- Build a graph of Wikipedia articles in the main namespace, with
wikilinks as vertexes. Since some pages are not reachable from other pages, this is actually N disconnected graphs.
- Remove all edges which refer to disambiguation pages, date pages, or
lists
- Remove the graph which contains the main page
- Produce a list of all remaining graphs.
Is that roughly correct?
It is roughly correct description of one of Golem's processing stages.
It makes this operation for both, main namespace and category tree. The second is to get info on cycles in it.
It also monitors a number of categories with isolated articles of various types and output files containing new isolates for each type.
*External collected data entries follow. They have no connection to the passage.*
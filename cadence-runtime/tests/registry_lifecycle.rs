use std::collections::HashSet;
use std::sync::Arc;
use std::time::Duration;

use cadence_runtime::{
    workload_fn, ConcurrencyMode, ExecutionPolicy, PerTaskTimerRegistry, ScheduleRegistry,
    SchedulerRegistry, SharedTimerRegistry, TaskRequest,
};

/// A request that never fires within a test's lifetime.
fn idle_request() -> TaskRequest {
    TaskRequest::new(Duration::from_secs(3600), workload_fn(|| async {}))
}

#[tokio::test(flavor = "multi_thread", worker_threads = 4)]
async fn concurrent_registrations_get_distinct_ids() {
    let registry = Arc::new(SchedulerRegistry::new());

    let mut joins = Vec::new();
    for _ in 0..8 {
        let registry = Arc::clone(&registry);
        joins.push(tokio::spawn(async move {
            (0..25)
                .map(|_| registry.register_task(idle_request()))
                .collect::<Vec<_>>()
        }));
    }

    let mut ids = HashSet::new();
    for join in joins {
        for id in join.await.unwrap() {
            assert!(ids.insert(id), "duplicate task id issued");
        }
    }
    assert_eq!(ids.len(), 200);
    assert_eq!(registry.task_count(), 200);

    registry.clear();
    assert_eq!(registry.task_count(), 0);
}

#[tokio::test]
async fn remove_is_true_exactly_once() {
    let registry = SchedulerRegistry::new();
    let id = registry.register_task(idle_request());
    assert!(registry.remove(id));
    assert!(!registry.remove(id));
}

#[tokio::test]
async fn remove_unknown_id_is_false() {
    let registry = SchedulerRegistry::new();
    assert!(!registry.remove(42));
}

#[tokio::test]
async fn each_policy_routes_and_cancels() {
    let registry = SchedulerRegistry::new();
    let serialized = registry.register_task_as(ExecutionPolicy::SerializedShared, idle_request());
    let overlapping = registry.register_task_as(ExecutionPolicy::OverlappingShared, idle_request());
    let dedicated = registry.register_task_as(ExecutionPolicy::DedicatedTimer, idle_request());
    assert_eq!(registry.task_count(), 3);

    assert!(registry.remove(serialized));
    assert!(registry.remove(overlapping));
    assert!(registry.remove(dedicated));
    assert_eq!(registry.task_count(), 0);
}

#[tokio::test]
async fn removing_one_task_leaves_the_others_registered() {
    let registry = SchedulerRegistry::new();
    let doomed = registry.register_task(idle_request());
    let survivor = registry.register_task(idle_request());

    assert!(registry.remove(doomed));
    assert_eq!(registry.task_count(), 1);
    assert!(registry.remove(survivor));
}

#[tokio::test]
async fn concrete_registries_honor_the_contract() {
    let shared = SharedTimerRegistry::new(ConcurrencyMode::Overlapping);
    let id = shared.register_task(idle_request());
    assert_eq!(shared.task_count(), 1);
    assert!(shared.remove(id));
    assert!(!shared.remove(id));
    assert_eq!(shared.task_count(), 0);

    let id = shared.register_task_with(ConcurrencyMode::Serialized, idle_request());
    assert!(shared.remove(id));

    let dedicated = PerTaskTimerRegistry::new();
    let id = dedicated.register_task(idle_request());
    assert_eq!(dedicated.task_count(), 1);
    assert!(dedicated.remove(id));
    assert!(!dedicated.remove(id));

    let id = dedicated.register_task(idle_request());
    dedicated.clear();
    assert_eq!(dedicated.task_count(), 0);
    assert!(!dedicated.remove(id));
}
Those files the used with AWB for articles templating (inclusion to categories containing isolated articles).
It also generates lists of pages containing links to disambiguation pages and list of most linked disambiguation pages.
For each isolated article it tries to find suggestions for linking of three various types: 1. if an isolated article is linked from a disambiguation page and it is linked from another article, it suggests to check wether the link is to go directly to isolated article 2. if an isolated article has interwiki link and its iwiki-partner is linked in another language and the page linking it has backward link to mother language, it suggests to improve an existent article. 3. if in the above chain the article does not have backward link to mother language, it suggests to translate and link.
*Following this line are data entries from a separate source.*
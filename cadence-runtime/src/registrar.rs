use std::sync::{Arc, PoisonError, RwLock};
use std::time::Duration;

use tokio::sync::Mutex as AsyncMutex;
use tokio_cron_scheduler::{Job, JobScheduler};
use tracing::debug;
use uuid::Uuid;

use crate::error::RegistryError;
use crate::workload::Workload;

/// Delegation point for schedules driven by an external cron engine.
///
/// The engine is handed over once at wiring time. Using any registration
/// method before that is a configuration bug in the host application and
/// fails immediately with [`RegistryError::RegistrarNotSet`].
pub struct DynamicScheduleRegistry {
    registrar: RwLock<Option<JobScheduler>>,
}

impl DynamicScheduleRegistry {
    pub fn new() -> Self {
        Self {
            registrar: RwLock::new(None),
        }
    }

    /// Supply the scheduler that all registrations are delegated to.
    pub fn set_registrar(&self, scheduler: JobScheduler) {
        *self
            .registrar
            .write()
            .unwrap_or_else(PoisonError::into_inner) = Some(scheduler);
    }

    fn registrar(&self) -> Result<JobScheduler, RegistryError> {
        self.registrar
            .read()
            .unwrap_or_else(PoisonError::into_inner)
            .clone()
            .ok_or(RegistryError::RegistrarNotSet)
    }

    /// Register a cron-style task.
    pub async fn register_cron(
        &self,
        expr: &str,
        workload: Arc<dyn Workload>,
    ) -> Result<Uuid, RegistryError> {
        let registrar = self.registrar()?;
        let job = Job::new_async(expr, move |_id, _scheduler| {
            let workload = Arc::clone(&workload);
            Box::pin(async move {
                workload.run().await;
            })
        })?;
        Ok(registrar.add(job).await?)
    }

    /// Register a fixed-rate task: fires every `period` regardless of how
    /// long a run takes.
    pub async fn register_fixed_rate(
        &self,
        period: Duration,
        workload: Arc<dyn Workload>,
    ) -> Result<Uuid, RegistryError> {
        let registrar = self.registrar()?;
        let job = Job::new_repeated_async(period, move |_id, _scheduler| {
            let workload = Arc::clone(&workload);
            Box::pin(async move {
                workload.run().await;
            })
        })?;
        Ok(registrar.add(job).await?)
    }

    /// Register a fixed-delay task. The engine only offers fixed-rate
    /// repetition, so a firing that finds the previous run still in progress
    /// is skipped; runs therefore never overlap and stay at least one period
    /// apart from each other's start.
    pub async fn register_fixed_delay(
        &self,
        period: Duration,
        workload: Arc<dyn Workload>,
    ) -> Result<Uuid, RegistryError> {
        let registrar = self.registrar()?;
        let busy = Arc::new(AsyncMutex::new(()));
        let job = Job::new_repeated_async(period, move |_id, _scheduler| {
            let workload = Arc::clone(&workload);
            let busy = Arc::clone(&busy);
            Box::pin(async move {
                match busy.try_lock() {
                    Ok(_running) => workload.run().await,
                    Err(_) => {
                        debug!("fixed-delay firing skipped, previous run still in progress")
                    }
                }
            })
        })?;
        Ok(registrar.add(job).await?)
    }

    /// Register a task with a caller-built trigger.
    pub async fn register_job(&self, job: Job) -> Result<Uuid, RegistryError> {
        let registrar = self.registrar()?;
        Ok(registrar.add(job).await?)
    }
}

impl Default for DynamicScheduleRegistry {
    fn default() -> Self {
        Self::new()
    }
}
All the suggestions are present on ts web page and templates mentioned above provide access from article in wiki to suggestions list on ts web server.
It also creates a list of users by amount of isolated articles created (on the web page)
It also creates a list of isolated articles by creation date (old isolates most probably have lost creator's attention).
Depeniding on existence of additional configuration it also allows to see which templates link disambiguation pages.
mashiah